Just the other day I had taught her how to crawl. Annie does an army crawl. Now when ever she comes to me she crawls. Today she crawled all the way across the living room floor to get to me.

Now I'm thinking Annie is extremely eager to please. Annie is the easiest dog to train. I've completely obedience trained her within a week and decided it would be best to trick train her. The intelligence of these dogs is phenomenal. 

She is a fabulous girl and I'm so happy she has made her way into our lives! I'm wondering if there is a way to do this where she isn't so eager. Maybe I need to not focus on one single command and maybe do two commands at a time?


----------



## HiTideGoldens (Dec 29, 2009)

I'm experiencing a similar problem. Jack gets so excited when he sees treats that he starts doing every behavior he was taught trying to anticipate what we want him to do. It's pretty cute but is a bit ridiculous at times. He's getting better though.

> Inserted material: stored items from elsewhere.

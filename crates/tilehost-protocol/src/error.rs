//! Error types for the protocol layer.

/// Errors that can occur while encoding or decoding wire messages.
///
/// A decode error is scoped to one message on one connection: the
/// handler answers with an `error` message and keeps reading.
#[derive(Debug, thiserror::Error)]
pub enum ProtocolError {
    /// Serialization failed.
    #[cfg(feature = "json")]
    #[error("encode failed: {0}")]
    Encode(serde_json::Error),

    /// The bytes are not a message we understand: malformed JSON, an
    /// unknown `msg` tag, or missing fields.
    #[cfg(feature = "json")]
    #[error("decode failed: {0}")]
    Decode(serde_json::Error),

    /// The message parsed but breaks a protocol rule.
    #[error("invalid message: {0}")]
    InvalidMessage(String),
}
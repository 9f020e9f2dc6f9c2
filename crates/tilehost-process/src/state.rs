//! Supervisor configuration and the observable process lifecycle.

use std::fmt;
use std::path::PathBuf;
use std::sync::Arc;
use std::time::Duration;

use tokio::sync::mpsc;

// ---------------------------------------------------------------------------
// SupervisorConfig
// ---------------------------------------------------------------------------

/// Settings shared by every game process.
#[derive(Debug, Clone)]
pub struct SupervisorConfig {
    /// Grace period between the hangup signal and the kill.
    pub kill_timeout: Duration,
    /// How long a new game has to connect to its socket.
    pub connect_timeout: Duration,
    /// Directory for game sockets. `None` uses the game's own socket
    /// directory.
    pub server_socket_path: Option<PathBuf>,
    /// Terminal size written at the start of each recording.
    pub term_size: (u16, u16),
    /// Named in diagnostics when a user's directories are missing.
    pub init_player_program: Option<PathBuf>,
    /// Capacity of each process actor's command channel.
    pub channel_size: usize,
    /// Output chunks queued per viewer before that viewer is dropped.
    pub viewer_buffer: usize,
    /// Input writes queued for a game before further input is refused.
    pub input_buffer: usize,
}

impl Default for SupervisorConfig {
    fn default() -> Self {
        Self {
            kill_timeout: Duration::from_secs(10),
            connect_timeout: Duration::from_secs(10),
            server_socket_path: None,
            term_size: (80, 24),
            init_player_program: None,
            channel_size: 64,
            viewer_buffer: 256,
            input_buffer: 64,
        }
    }
}

// ---------------------------------------------------------------------------
// ProcessState
// ---------------------------------------------------------------------------

/// The three observable states of a game process.
///
/// ```text
/// Running ──exit (success, or termination was requested)──▶ ExitedClean
///    │
///    └────exit (anything else)──────────────────────────────▶ ExitedCrashed
/// ```
///
/// Transitions are driven by the process-exit notification. Socket
/// closure starts the clock on an exit but does not count as one; a game
/// that closes its socket unasked and only exits later has crashed,
/// whatever its exit code.
#[derive(Debug, Clone, Copy, PartialEq, Eq, Hash)]
pub enum ProcessState {
    Running,
    ExitedClean,
    ExitedCrashed,
}

impl ProcessState {
    pub fn is_running(self) -> bool {
        matches!(self, Self::Running)
    }
}

impl fmt::Display for ProcessState {
    fn fmt(&self, f: &mut fmt::Formatter<'_>) -> fmt::Result {
        match self {
            Self::Running => write!(f, "running"),
            Self::ExitedClean => write!(f, "exited-clean"),
            Self::ExitedCrashed => write!(f, "exited-crashed"),
        }
    }
}

/// Why a termination was requested.
#[derive(Debug, Clone, Copy, PartialEq, Eq, Hash)]
pub enum TerminationReason {
    /// The player stopped sending input for too long.
    Idle,
    /// The player's connection went away and the policy says to end the
    /// game.
    ConnectionLost,
    /// The server is shutting down.
    Shutdown,
    /// Anything else, e.g. an explicit stop.
    Requested,
}

impl fmt::Display for TerminationReason {
    fn fmt(&self, f: &mut fmt::Formatter<'_>) -> fmt::Result {
        match self {
            Self::Idle => write!(f, "idle"),
            Self::ConnectionLost => write!(f, "connection-lost"),
            Self::Shutdown => write!(f, "shutdown"),
            Self::Requested => write!(f, "requested"),
        }
    }
}

/// How a termination sequence ended.
#[derive(Debug, Clone, Copy, PartialEq, Eq, Hash)]
pub enum TerminationOutcome {
    /// The process exited within the kill timeout after the hangup.
    Graceful,
    /// The kill timeout expired, or a forced stop was asked for, and the
    /// process was killed.
    Forced,
    /// Nothing to do: the process had already exited.
    AlreadyExited,
}

/// Final word on a process, delivered to every viewer.
#[derive(Debug, Clone, Copy, PartialEq, Eq)]
pub struct ProcessExit {
    pub state: ProcessState,
    /// Set when the exit followed a termination request.
    pub reason: Option<TerminationReason>,
    /// Exit code, if the process exited rather than being signalled.
    pub code: Option<i32>,
}

// ---------------------------------------------------------------------------
// Viewers
// ---------------------------------------------------------------------------

/// Identifies one attached viewer, normally the connection id.
#[derive(Debug, Clone, Copy, PartialEq, Eq, Hash)]
pub struct ViewerId(pub u64);

impl fmt::Display for ViewerId {
    fn fmt(&self, f: &mut fmt::Formatter<'_>) -> fmt::Result {
        write!(f, "viewer-{}", self.0)
    }
}

/// What a viewer may do.
#[derive(Debug, Clone, Copy, PartialEq, Eq, Hash)]
pub enum ViewerRole {
    /// The owner. At most one at a time; input is only accepted from
    /// the player's connection.
    Player,
    /// Read-only watcher.
    Spectator,
}

/// Events pushed to attached viewers.
#[derive(Debug, Clone)]
pub enum ViewerEvent {
    /// Raw bytes written by the game.
    Output(Arc<[u8]>),
    /// The process is gone. Always the last event.
    Ended(ProcessExit),
}

/// Channel sender delivering events to one viewer. Bounded: a viewer
/// whose queue is full when output arrives is detached.
pub type ViewerSender = mpsc::Sender<ViewerEvent>;

/// A snapshot of process metadata.
#[derive(Debug, Clone)]
pub struct ProcessInfo {
    pub pid: Option<u32>,
    pub state: ProcessState,
    pub player_attached: bool,
    pub spectators: usize,
    /// Whether a termination sequence is in flight.
    pub terminating: bool,
    pub recording: bool,
    /// Input writes refused because the game stopped reading.
    pub dropped_input: u64,
}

I think Annie sounds great! Maybe working on varying the commands will help her keep her attention on you but wait for you to tell her what to do? (That's what we've been doing and it seems to be helping) Maybe she would be a good candidate for activities that require more training since she's so receptive and enjoys it? Maybe agility?


----------



## Nicole74 (May 30, 2009)

goldenjackpuppy said:


> I'm experiencing a similar problem. Jack gets so excited when he sees treats that he starts doing every behavior he was taught trying to anticipate what we want him to do. It's pretty cute but is a bit ridiculous at times. He's getting better though.
> 
> I think Annie sounds great! Maybe working on varying the commands will help her keep her attention on you but wait for you to tell her what to do? (That's what we've been doing and it seems to be helping) Maybe she would be a good candidate for activities that require more training since she's so receptive and enjoys it? Maybe agility?


Oh, I would LOVE to get her into agility. I personally can't take her due to a spinal cord injury in my neck. I'm very limited to the physical things I can do. Walking any sort of distances is one, especially with a faster pace. Maybe I can find a way to teach her. Hubby is too busy with work to take her, plus he picks up my slack of what I can't do physically around the house too.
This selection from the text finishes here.